Higher magnification analysis of Z-stacks of anti-GFAP (green) and anti-keyhole limpet hemocyanin (KLH; red) labeling during repetitive damage to the olfactory organ. (A) Anti-KLH allowed identification of a ventral medial glomerulus (dashed outline). Anti-GFAP labeled processes within the glomerulus in the right olfactory bulb (dashed outline) varied in size and length and had no clear organization in untreated control bulbs. (A’) A glomerulus (dotted outline) in the same region of the left olfactory bulb of the same fish displayed similar morphology of anti-GFAP labeled processes, n = 4. (B) After 4 h of damage to the olfactory organ, anti-GFAP labeled processes appeared to be more numerous and thicker within the glomerulus (dashed outline) of the affected bulb when compared to the comparable glomerulus (dotted outline) of the internal control bulb (B’), n = 4. (C) By 12 h after damage to the periphery, there were numerous anti-GFAP labeled processes associated with the glomerulus (dashed outline) in the affected bulb that varied in length and thickness, while the glomerulus (dotted outline) in the internal control bulb (C’) retained typical labeling, n = 3. (D) At 1 day after repeated damage to the olfactory organ, affected glomeruli (dashed outline) still appeared to have thicker and more numerous anti-GFAP labeled processes when compared to glomeruli (dotted outline) in the internal control bulb (D’), n = 3. (E) Side by side comparison of both bulbs at 1 day showed that the left, internal control bulb retained control levels of anti-GFAP labeling, while the right, treated bulb showed more and thicker labeled processes. (F) By 7 days after repetitive peripheral damage, anti-GFAP labeled processes in glomeruli (dashed outline) in the affected bulb appeared to have similar morphology to anti-GFAP labeled processes in glomeruli (dotted outline) of the internal control bulb (F’), n = 4. Scale bar = 20 μm for all. (G) The percent difference of anti-GFAP optical density (OD) measurements between treated and untreated glomeruli was significantly different at 4 h, 12 h, and 1 day of repetitive peripheral damage but was no longer significantly different after 7 days of repeated damage. *p < 0.05.

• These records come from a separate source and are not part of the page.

//! In-memory task store.
//!
//! Design:
//! - Single source of truth for batches and tasks (memory resident, reset on restart).
//! - One `tokio::sync::Mutex` guards all state; every operation takes it once,
//!   so readers never observe a half-updated task.
//! - Constructed once and shared via `Arc` with the orchestrator and the service layer.

mod query;

pub use query::{TaskPage, TaskQuery};

use std::collections::HashMap;
use std::sync::Arc;

use serde::{Deserialize, Serialize};
use tokio::sync::Mutex;

use crate::domain::{Batch, BatchId, BatchRef, BatchSummary, Task, TaskId, TaskRow, TaskStatus};
use crate::error::PipelineError;
use crate::observability::StatusCounts;
use crate::ports::{Clock, IdGenerator};

/// Result of ingesting one import.
#[derive(Debug, Clone, PartialEq, Eq, Serialize, Deserialize)]
#[serde(rename_all = "camelCase")]
pub struct IngestReceipt {
    pub batch_id: BatchId,
    pub task_ids: Vec<TaskId>,
}

/// Position of a task: (batch index, task index). Batches and tasks are never
/// removed (only `reset` clears everything), so positions stay valid.
type Slot = (usize, usize);

#[derive(Default)]
struct StoreState {
    batches: Vec<Batch>,
    task_index: HashMap<TaskId, Slot>,
}

impl StoreState {
    fn slot(&self, task_id: &TaskId) -> Result<Slot, PipelineError> {
        self.task_index
            .get(task_id)
            .copied()
            .ok_or_else(|| PipelineError::task_not_found(task_id))
    }

    fn batch_position(&self, batch_id: &BatchId) -> Result<usize, PipelineError> {
        self.batches
            .iter()
            .position(|batch| &batch.id == batch_id)
            .ok_or_else(|| PipelineError::batch_not_found(batch_id))
    }

    fn task(&self, (batch, task): Slot) -> &Task {
        &self.batches[batch].tasks[task]
    }

    fn store(&mut self, (batch, task): Slot, updated: Task) {
        self.batches[batch].tasks[task] = updated;
    }

    fn tasks_in<'a>(&'a self, batch_id: Option<&'a BatchId>) -> impl Iterator<Item = &'a Task> + 'a {
        self.batches
            .iter()
            .filter(move |batch| batch_id.is_none_or(|id| &batch.id == id))
            .flat_map(|batch| batch.tasks.iter())
    }
}

pub struct TaskStore {
    state: Mutex<StoreState>,
    ids: Arc<dyn IdGenerator>,
    clock: Arc<dyn Clock>,
}

impl TaskStore {
    pub fn new(ids: Arc<dyn IdGenerator>, clock: Arc<dyn Clock>) -> Self {
        Self {
            state: Mutex::new(StoreState::default()),
            ids,
            clock,
        }
    }

    /// Create a batch from imported rows.
    pub async fn create_batch(
        &self,
        name: impl Into<String>,
        rows: Vec<TaskRow>,
    ) -> Result<BatchId, PipelineError> {
        Ok(self.ingest_rows(name, rows).await?.batch_id)
    }

    /// Create a batch and report the ids assigned to its tasks.
    ///
    /// # Errors
    /// `BadRequest` for an empty import or a row without a legal entity id.
    pub async fn ingest_rows(
        &self,
        name: impl Into<String>,
        rows: Vec<TaskRow>,
    ) -> Result<IngestReceipt, PipelineError> {
        if rows.is_empty() {
            return Err(PipelineError::bad_request("import contains no rows"));
        }
        if let Some(line) = rows.iter().position(|row| row.le_id.trim().is_empty()) {
            return Err(PipelineError::bad_request(format!(
                "row {} has no legal entity id",
                line + 1
            )));
        }

        let now = self.clock.now();
        let mut batch = Batch::new(self.ids.generate_batch_id(), name, now);
        let reference = batch.reference();
        for row in rows {
            let task = Task::new(self.ids.generate_task_id(), row, reference.clone(), now);
            batch.tasks.push(task);
        }

        let mut state = self.state.lock().await;
        if let Some(duplicate) = batch
            .tasks
            .iter()
            .find(|task| state.task_index.contains_key(&task.id))
        {
            return Err(PipelineError::internal(format!(
                "id generator produced duplicate task id {}",
                duplicate.id
            )));
        }

        let batch_position = state.batches.len();
        let task_ids: Vec<TaskId> = batch.tasks.iter().map(|task| task.id.clone()).collect();
        for (position, id) in task_ids.iter().enumerate() {
            state.task_index.insert(id.clone(), (batch_position, position));
        }
        let receipt = IngestReceipt {
            batch_id: batch.id.clone(),
            task_ids,
        };
        tracing::info!(
            batch_id = %receipt.batch_id,
            tasks = receipt.task_ids.len(),
            "batch created"
        );
        state.batches.push(batch);
        Ok(receipt)
    }

    /// Look a task up across all batches.
    pub async fn find_task(&self, task_id: &TaskId) -> Result<(BatchRef, Task), PipelineError> {
        let state = self.state.lock().await;
        let slot = state.slot(task_id)?;
        let batch = state.batches[slot.0].reference();
        Ok((batch, state.task(slot).clone()))
    }

    pub async fn get_task(&self, task_id: &TaskId) -> Result<Task, PipelineError> {
        Ok(self.find_task(task_id).await?.1)
    }

    /// Replace a task record in place.
    ///
    /// # Errors
    /// - `NotFound`: no such batch, or the task is not in that batch.
    /// - `BadRequest`: `updated.id` differs from `task_id`.
    /// - `Internal`: the replacement violates the fixed-pipeline invariant.
    pub async fn replace_task(
        &self,
        batch_id: &BatchId,
        task_id: &TaskId,
        updated: Task,
    ) -> Result<(), PipelineError> {
        if &updated.id != task_id {
            return Err(PipelineError::bad_request(format!(
                "replacement for {task_id} carries id {}",
                updated.id
            )));
        }
        updated.check_steps()?;

        let mut state = self.state.lock().await;
        let batch_position = state.batch_position(batch_id)?;
        let slot = state.slot(task_id)?;
        if slot.0 != batch_position {
            return Err(PipelineError::task_not_found(task_id));
        }
        state.store(slot, updated);
        Ok(())
    }

    /// Read-modify-write of one task under the store lock.
    ///
    /// `f` receives the current record and returns its replacement; if it
    /// fails, the stored task is left unchanged.
    pub async fn update_task<F>(&self, task_id: &TaskId, f: F) -> Result<Task, PipelineError>
    where
        F: FnOnce(&Task) -> Result<Task, PipelineError>,
    {
        let mut state = self.state.lock().await;
        let slot = state.slot(task_id)?;
        let updated = f(state.task(slot))?;
        if &updated.id != task_id {
            return Err(PipelineError::internal(format!(
                "update of {task_id} produced task {}",
                updated.id
            )));
        }
        updated.check_steps()?;
        state.store(slot, updated.clone());
        Ok(updated)
    }

    pub async fn list_tasks(&self, query: &TaskQuery) -> Result<TaskPage, PipelineError> {
        let state = self.state.lock().await;
        if let Some(batch_id) = &query.batch_id {
            state.batch_position(batch_id)?;
        }

        let count_by_status: StatusCounts = state
            .tasks_in(query.batch_id.as_ref())
            .map(|task| task.status)
            .collect();
        let matching: Vec<&Task> = state
            .tasks_in(query.batch_id.as_ref())
            .filter(|task| query.status.is_none_or(|status| task.status == status))
            .collect();

        let (page, size) = query.normalized();
        let tasks = matching
            .iter()
            .skip((page - 1) * size)
            .take(size)
            .map(|task| (*task).clone())
            .collect();
        Ok(TaskPage {
            tasks,
            total_count: matching.len(),
            count_by_status,
            page,
            size,
        })
    }

    /// Ids of tasks in a given status, in store order.
    pub async fn task_ids_with_status(
        &self,
        batch_id: Option<&BatchId>,
        status: TaskStatus,
    ) -> Result<Vec<TaskId>, PipelineError> {
        let state = self.state.lock().await;
        if let Some(batch_id) = batch_id {
            state.batch_position(batch_id)?;
        }
        Ok(state
            .tasks_in(batch_id)
            .filter(|task| task.status == status)
            .map(|task| task.id.clone())
            .collect())
    }

    pub async fn get_batch(&self, batch_id: &BatchId) -> Result<Batch, PipelineError> {
        let state = self.state.lock().await;
        let position = state.batch_position(batch_id)?;
        Ok(state.batches[position].clone())
    }

    pub async fn list_batches(&self) -> Vec<BatchSummary> {
        let state = self.state.lock().await;
        state.batches.iter().map(Batch::summary).collect()
    }

    pub async fn counts_by_status(&self) -> StatusCounts {
        let state = self.state.lock().await;
        state.tasks_in(None).map(|task| task.status).collect()
    }

    /// Drop every batch.
    pub async fn reset(&self) {
        let mut state = self.state.lock().await;
        *state = StoreState::default();
        tracing::info!("task store reset");
    }
}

The recovery of the olfactory bulb does not involve evidence of a glial scar. (A) After the olfactory system was allowed 1 week to recover from 7 days of repetitive peripheral damage, there was no apparent difference in the overall amount of anti-GFAP (green) and anti-KLH (red) labeling in the affected bulb (asterisk) when compared to the internal control bulb (n = 4). There was also no noticeable difference in the overall amount of anti-GFAP labeling compared to untreated control fish (B). (A’) Higher magnification Z-stack images revealed that anti-GFAP labeling (green) within anti-KLH (red) labeled glomeruli (dotted line) in the affected bulb after 1 week of recovery also appeared to be similar to that of glomeruli in the internal control bulb (dotted outline in inset) and in untreated control bulbs (B’) on the right (dashed outline) and left (dotted outline in inset) sides. There was no significant difference in the percent difference of OD of anti-GFAP labeling in the olfactory bulb (C) or ventral medial glomeruli (D) of zebrafish that were allowed 1 week of recovery from 7 days of repetitive peripheral damage.